§ Activity:
Scan the entries below. List each line with "instrument".

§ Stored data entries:
════

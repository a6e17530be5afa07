//! Command handlers, one module per subcommand.

pub mod completions;
pub mod config;
pub mod create;
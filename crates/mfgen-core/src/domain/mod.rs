//! Domain layer: pure logic, no I/O, no external dependencies.
//!
//! - [`config`]: the validated configuration model (app name, host port,
//!   microfrontend descriptors) and its raw input shape.
//! - [`plan`]: the fixed catalog of generation targets for a configuration.
//! - [`context`]: render contexts and the cross-reference resolver that
//!   keeps host and microfrontend configs consistent.
//! - [`error`]: domain error taxonomy.

pub mod config;
pub mod context;
pub mod error;
pub mod plan;

pub use config::{ConfigModel, MicrofrontendDescriptor, RawConfig, RawMicrofrontend};
pub use context::{CrossReferenceResolver, RemoteReference, RenderContext};
pub use error::{DomainError, ErrorCategory};
pub use plan::{GenerationKind, GenerationPlan, GenerationTarget, TargetScope, TemplateId};
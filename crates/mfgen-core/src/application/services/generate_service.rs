//! Generate Service - main application orchestrator (the file tree builder).
//!
//! This service coordinates the generation workflow:
//! 1. Pre-flight check on the target directory
//! 2. Create the directory skeleton
//! 3. Resolve each target's context, render, write
//! 4. Return the complete list of written paths
//!
//! It implements the driving port (incoming) and uses driven ports (outgoing).

use std::path::{Path, PathBuf};
use tracing::{debug, info, instrument};

use crate::{
    application::{
        ApplicationError,
        ports::{Filesystem, TemplateRenderer},
    },
    domain::{ConfigModel, CrossReferenceResolver, GenerationPlan},
    error::GenResult,
};

/// Main generation service.
///
/// Walks the [`GenerationPlan`] for a validated configuration and
/// materializes it under `output_root/<app_name>`.
pub struct GenerateService {
    renderer: Box<dyn TemplateRenderer>,
    filesystem: Box<dyn Filesystem>,
}

impl GenerateService {
    /// Create a new generate service with the given adapters.
    pub fn new(renderer: Box<dyn TemplateRenderer>, filesystem: Box<dyn Filesystem>) -> Self {
        Self {
            renderer,
            filesystem,
        }
    }

    /// The plan that [`Self::generate`] would materialize. Exposed for
    /// dry-run display; computing it performs no I/O.
    pub fn plan(config: &ConfigModel) -> GenerationPlan {
        GenerationPlan::for_config(config)
    }

    /// Generate the full tree for `config` under `output_root`.
    ///
    /// On success, returns every written file path; every returned path
    /// exists and is readable, and no file was written outside the list.
    ///
    /// On failure the error names the failing target. No rollback is
    /// attempted: the partial tree is left in place for the caller to
    /// inspect or delete.
    #[instrument(
        skip_all,
        fields(
            app = %config.app_name(),
            output_root = %output_root.as_ref().display()
        )
    )]
    pub fn generate(
        &self,
        config: &ConfigModel,
        output_root: impl AsRef<Path>,
    ) -> GenResult<Vec<PathBuf>> {
        let app_dir = output_root.as_ref().join(config.app_name());

        // 1. Pre-flight: never generate into a populated directory.
        if self.filesystem.dir_has_entries(&app_dir)? {
            return Err(ApplicationError::ProjectExists { path: app_dir }.into());
        }

        info!(
            microfrontends = config.microfrontends().len(),
            host_port = config.host_port(),
            "Generation started"
        );

        let plan = GenerationPlan::for_config(config);

        // 2. Directory skeleton, app root first.
        self.filesystem.create_dir_all(&app_dir)?;
        for dir in &plan.directories {
            self.filesystem.create_dir_all(&app_dir.join(dir))?;
        }

        // 3. Render and write every target. Abort on the first failure;
        // the error carries the failing path, nothing is skipped silently.
        let mut written = Vec::with_capacity(plan.file_count());
        for target in &plan.targets {
            let context = CrossReferenceResolver::context_for(config, target)?;
            let content = self.renderer.render(target.template, &context)?;

            let path = app_dir.join(&target.path);
            self.filesystem.write_file(&path, &content)?;
            debug!(path = %path.display(), template = %target.template, "Target written");
            written.push(path);
        }

        info!(files = written.len(), "Generation completed");
        Ok(written)
    }
}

════

§ Answer below:
use tracing::{debug, info, instrument};
    #[instrument(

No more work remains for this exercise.